Directions for this task ▸ The entries below are to be copied exactly, with nothing left out.

☆ ☆ ☆ ☆

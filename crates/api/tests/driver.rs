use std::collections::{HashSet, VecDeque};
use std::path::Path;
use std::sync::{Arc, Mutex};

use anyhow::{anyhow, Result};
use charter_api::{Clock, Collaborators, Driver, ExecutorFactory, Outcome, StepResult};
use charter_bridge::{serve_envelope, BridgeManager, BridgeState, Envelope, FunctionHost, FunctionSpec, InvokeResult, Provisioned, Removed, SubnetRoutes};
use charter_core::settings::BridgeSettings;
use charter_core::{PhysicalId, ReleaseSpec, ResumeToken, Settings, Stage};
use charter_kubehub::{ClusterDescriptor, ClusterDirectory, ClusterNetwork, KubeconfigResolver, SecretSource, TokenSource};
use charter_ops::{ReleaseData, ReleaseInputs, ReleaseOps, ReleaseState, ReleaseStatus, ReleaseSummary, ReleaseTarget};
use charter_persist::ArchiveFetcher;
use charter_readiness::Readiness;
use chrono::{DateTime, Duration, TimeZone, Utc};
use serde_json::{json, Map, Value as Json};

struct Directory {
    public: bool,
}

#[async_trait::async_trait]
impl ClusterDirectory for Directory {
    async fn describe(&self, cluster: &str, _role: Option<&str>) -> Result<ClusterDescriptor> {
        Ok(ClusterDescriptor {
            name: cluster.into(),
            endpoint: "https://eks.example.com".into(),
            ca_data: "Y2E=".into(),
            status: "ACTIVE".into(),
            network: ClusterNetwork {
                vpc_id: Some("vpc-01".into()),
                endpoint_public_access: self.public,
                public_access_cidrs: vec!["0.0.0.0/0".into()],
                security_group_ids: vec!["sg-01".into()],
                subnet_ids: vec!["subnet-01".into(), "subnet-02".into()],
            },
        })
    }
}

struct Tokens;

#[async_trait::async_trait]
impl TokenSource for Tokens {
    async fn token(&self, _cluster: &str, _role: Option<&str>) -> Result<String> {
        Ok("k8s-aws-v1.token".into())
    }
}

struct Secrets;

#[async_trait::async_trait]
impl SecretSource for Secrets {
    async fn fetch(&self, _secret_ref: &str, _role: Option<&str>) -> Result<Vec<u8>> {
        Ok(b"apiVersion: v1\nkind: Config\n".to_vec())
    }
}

☆ ☆ ☆ ☆

Result of this exercise ▸
filename crates/api/tests/driver.rs
use std::collections::{HashSet, VecDeque};
use std::path::Path;
use std::sync::{Arc, Mutex};

use anyhow::{anyhow, Result};
use charter_api::{Clock, Collaborators, Driver, ExecutorFactory, Outcome, StepResult};
use charter_bridge::{serve_envelope, BridgeManager, BridgeState, Envelope, FunctionHost, FunctionSpec, InvokeResult, Provisioned, Removed, SubnetRoutes};
use charter_core::settings::BridgeSettings;
use charter_core::{PhysicalId, ReleaseSpec, ResumeToken, Settings, Stage};
use charter_kubehub::{ClusterDescriptor, ClusterDirectory, ClusterNetwork, KubeconfigResolver, SecretSource, TokenSource};
use charter_ops::{ReleaseData, ReleaseInputs, ReleaseOps, ReleaseState, ReleaseStatus, ReleaseSummary, ReleaseTarget};
use charter_persist::ArchiveFetcher;
use charter_readiness::Readiness;
use chrono::{DateTime, Duration, TimeZone, Utc};
use serde_json::{json, Map, Value as Json};

struct Directory {
    public: bool,
}

#[async_trait::async_trait]
impl ClusterDirectory for Directory {
    async fn describe(&self, cluster: &str, _role: Option<&str>) -> Result<ClusterDescriptor> {
        Ok(ClusterDescriptor {
            name: cluster.into(),
            endpoint: "https://eks.example.com".into(),
            ca_data: "Y2E=".into(),
            status: "ACTIVE".into(),
            network: ClusterNetwork {
                vpc_id: Some("vpc-01".into()),
                endpoint_public_access: self.public,
                public_access_cidrs: vec!["0.0.0.0/0".into()],
                security_group_ids: vec!["sg-01".into()],
                subnet_ids: vec!["subnet-01".into(), "subnet-02".into()],
            },
        })
    }
}

struct Tokens;

#[async_trait::async_trait]
impl TokenSource for Tokens {
    async fn token(&self, _cluster: &str, _role: Option<&str>) -> Result<String> {
        Ok("k8s-aws-v1.token".into())
    }
}

struct Secrets;

#[async_trait::async_trait]
impl SecretSource for Secrets {
    async fn fetch(&self, _secret_ref: &str, _role: Option<&str>) -> Result<Vec<u8>> {
        Ok(b"apiVersion: v1\nkind: Config\n".to_vec())
    }
}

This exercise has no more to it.